AIM OF THE EXERCISE: Across the entries below, how many lines contain the word "Runtime"? Give the number alone.

STUDY MATERIAL:

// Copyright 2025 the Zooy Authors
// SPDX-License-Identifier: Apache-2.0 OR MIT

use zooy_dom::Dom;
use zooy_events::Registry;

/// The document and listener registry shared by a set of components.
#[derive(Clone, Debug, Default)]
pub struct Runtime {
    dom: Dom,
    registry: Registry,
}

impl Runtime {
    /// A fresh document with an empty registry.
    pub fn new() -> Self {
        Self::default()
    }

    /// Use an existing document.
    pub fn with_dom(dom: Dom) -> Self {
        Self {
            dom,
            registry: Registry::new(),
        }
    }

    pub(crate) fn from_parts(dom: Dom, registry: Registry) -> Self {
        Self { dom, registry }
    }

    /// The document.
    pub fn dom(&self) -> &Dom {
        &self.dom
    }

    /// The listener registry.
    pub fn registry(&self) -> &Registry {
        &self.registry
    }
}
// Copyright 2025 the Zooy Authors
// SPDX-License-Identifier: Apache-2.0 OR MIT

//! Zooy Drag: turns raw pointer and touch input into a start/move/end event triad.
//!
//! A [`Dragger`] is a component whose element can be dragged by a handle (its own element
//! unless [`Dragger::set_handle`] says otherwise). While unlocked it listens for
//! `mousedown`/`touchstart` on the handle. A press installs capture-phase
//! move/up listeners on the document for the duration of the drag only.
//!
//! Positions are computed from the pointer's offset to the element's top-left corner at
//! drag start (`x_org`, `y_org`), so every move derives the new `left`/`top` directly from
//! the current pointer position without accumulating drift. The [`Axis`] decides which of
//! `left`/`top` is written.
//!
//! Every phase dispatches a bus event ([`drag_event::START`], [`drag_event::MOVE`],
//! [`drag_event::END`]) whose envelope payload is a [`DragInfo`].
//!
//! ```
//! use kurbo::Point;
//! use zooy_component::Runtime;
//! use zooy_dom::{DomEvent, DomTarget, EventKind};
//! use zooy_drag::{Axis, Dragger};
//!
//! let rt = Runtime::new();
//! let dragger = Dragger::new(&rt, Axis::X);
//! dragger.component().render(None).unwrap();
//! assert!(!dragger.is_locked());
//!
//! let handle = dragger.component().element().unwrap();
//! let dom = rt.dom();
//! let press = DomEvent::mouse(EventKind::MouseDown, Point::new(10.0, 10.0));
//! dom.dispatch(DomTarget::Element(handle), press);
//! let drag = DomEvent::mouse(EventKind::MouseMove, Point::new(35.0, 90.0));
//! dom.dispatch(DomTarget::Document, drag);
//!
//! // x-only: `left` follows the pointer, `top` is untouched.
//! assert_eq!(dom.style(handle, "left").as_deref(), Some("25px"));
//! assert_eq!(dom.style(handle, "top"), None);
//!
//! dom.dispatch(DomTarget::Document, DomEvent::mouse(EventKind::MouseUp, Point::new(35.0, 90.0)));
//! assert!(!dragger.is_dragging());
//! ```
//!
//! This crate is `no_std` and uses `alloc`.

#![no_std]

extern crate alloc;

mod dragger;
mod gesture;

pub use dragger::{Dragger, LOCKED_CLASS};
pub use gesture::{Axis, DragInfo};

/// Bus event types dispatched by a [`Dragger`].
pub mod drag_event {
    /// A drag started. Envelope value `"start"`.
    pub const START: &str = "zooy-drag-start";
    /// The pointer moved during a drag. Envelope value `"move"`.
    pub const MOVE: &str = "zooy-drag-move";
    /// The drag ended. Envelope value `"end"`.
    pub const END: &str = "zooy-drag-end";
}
* * *
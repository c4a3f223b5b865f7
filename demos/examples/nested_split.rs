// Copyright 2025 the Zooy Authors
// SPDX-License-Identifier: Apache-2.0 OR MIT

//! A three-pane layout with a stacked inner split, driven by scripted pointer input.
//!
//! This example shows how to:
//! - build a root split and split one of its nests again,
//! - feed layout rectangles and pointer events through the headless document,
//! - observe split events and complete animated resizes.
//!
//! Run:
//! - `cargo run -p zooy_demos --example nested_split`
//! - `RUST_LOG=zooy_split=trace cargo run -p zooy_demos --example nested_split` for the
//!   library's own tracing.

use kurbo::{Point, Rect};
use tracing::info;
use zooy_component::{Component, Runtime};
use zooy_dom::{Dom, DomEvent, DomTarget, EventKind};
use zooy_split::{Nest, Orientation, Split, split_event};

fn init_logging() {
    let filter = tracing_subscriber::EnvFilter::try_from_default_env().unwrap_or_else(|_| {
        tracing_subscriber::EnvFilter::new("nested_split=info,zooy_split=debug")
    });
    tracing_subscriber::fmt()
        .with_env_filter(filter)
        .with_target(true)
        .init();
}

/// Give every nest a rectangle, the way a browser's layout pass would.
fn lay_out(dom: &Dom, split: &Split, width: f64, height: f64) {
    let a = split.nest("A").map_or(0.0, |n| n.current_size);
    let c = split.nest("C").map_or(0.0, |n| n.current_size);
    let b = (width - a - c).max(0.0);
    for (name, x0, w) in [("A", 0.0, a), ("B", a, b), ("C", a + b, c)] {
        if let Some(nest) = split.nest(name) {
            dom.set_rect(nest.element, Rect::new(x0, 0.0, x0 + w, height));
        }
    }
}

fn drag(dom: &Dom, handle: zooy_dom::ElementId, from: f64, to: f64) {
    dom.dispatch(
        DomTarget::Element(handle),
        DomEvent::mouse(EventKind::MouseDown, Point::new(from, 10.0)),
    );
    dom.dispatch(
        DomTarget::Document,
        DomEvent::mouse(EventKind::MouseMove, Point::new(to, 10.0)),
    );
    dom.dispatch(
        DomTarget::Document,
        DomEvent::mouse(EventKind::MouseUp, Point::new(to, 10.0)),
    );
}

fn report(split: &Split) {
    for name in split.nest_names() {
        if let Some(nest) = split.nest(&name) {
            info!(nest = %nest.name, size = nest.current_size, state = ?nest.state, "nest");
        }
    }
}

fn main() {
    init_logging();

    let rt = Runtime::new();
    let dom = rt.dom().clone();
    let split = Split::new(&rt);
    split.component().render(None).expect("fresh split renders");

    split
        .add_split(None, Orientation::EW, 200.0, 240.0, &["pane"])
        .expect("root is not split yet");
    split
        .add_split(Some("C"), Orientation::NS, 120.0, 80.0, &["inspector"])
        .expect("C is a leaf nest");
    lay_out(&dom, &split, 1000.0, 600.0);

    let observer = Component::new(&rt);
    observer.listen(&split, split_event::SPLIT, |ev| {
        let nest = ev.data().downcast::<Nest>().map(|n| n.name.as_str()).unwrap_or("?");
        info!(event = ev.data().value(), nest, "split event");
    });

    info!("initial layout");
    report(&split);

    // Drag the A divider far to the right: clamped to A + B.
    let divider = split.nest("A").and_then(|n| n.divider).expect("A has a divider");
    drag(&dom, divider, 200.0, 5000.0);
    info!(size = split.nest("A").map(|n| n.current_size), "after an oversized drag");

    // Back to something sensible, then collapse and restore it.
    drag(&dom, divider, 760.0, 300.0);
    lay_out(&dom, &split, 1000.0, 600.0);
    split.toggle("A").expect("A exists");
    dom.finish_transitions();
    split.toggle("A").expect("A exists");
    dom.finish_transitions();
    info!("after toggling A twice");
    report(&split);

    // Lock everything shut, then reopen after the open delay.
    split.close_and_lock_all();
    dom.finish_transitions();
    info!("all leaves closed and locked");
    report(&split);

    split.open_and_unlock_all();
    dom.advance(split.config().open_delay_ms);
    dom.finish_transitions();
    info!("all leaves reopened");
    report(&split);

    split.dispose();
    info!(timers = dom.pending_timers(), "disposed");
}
...
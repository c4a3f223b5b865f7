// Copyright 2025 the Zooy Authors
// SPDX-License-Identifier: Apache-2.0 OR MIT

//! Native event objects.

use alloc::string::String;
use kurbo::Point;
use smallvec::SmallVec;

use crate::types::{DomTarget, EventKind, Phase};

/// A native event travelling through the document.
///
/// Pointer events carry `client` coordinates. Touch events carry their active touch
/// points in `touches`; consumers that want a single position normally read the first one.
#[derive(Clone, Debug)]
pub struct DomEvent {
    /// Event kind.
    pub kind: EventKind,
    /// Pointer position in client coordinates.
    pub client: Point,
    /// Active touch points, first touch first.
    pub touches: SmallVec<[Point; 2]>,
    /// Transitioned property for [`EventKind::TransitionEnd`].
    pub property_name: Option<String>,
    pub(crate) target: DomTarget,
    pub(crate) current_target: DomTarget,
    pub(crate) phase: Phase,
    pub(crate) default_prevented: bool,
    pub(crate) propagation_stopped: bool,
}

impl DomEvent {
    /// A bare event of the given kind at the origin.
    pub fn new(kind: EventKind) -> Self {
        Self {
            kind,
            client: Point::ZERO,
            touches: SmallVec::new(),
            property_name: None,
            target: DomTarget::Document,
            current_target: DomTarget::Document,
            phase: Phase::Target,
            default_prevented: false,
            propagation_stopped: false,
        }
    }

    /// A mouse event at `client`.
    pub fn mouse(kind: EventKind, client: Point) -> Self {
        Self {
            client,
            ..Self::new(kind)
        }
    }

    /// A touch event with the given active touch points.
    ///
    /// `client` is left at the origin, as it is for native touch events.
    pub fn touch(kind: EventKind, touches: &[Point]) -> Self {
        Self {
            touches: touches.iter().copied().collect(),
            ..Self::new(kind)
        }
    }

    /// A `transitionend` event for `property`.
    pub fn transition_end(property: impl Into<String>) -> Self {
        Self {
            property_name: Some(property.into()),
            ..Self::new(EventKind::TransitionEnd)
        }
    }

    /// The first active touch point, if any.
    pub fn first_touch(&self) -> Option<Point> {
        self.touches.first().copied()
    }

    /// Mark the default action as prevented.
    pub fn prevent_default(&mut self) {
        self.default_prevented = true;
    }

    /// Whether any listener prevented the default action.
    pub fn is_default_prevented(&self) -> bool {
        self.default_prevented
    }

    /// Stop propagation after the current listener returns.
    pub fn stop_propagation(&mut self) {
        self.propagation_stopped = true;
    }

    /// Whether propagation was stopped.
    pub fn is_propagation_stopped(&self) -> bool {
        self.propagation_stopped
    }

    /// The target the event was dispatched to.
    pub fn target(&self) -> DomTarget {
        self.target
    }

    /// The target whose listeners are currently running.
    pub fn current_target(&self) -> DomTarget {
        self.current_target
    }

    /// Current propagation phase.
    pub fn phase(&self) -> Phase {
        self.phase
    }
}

RESPONSE TO THE EXERCISE: 6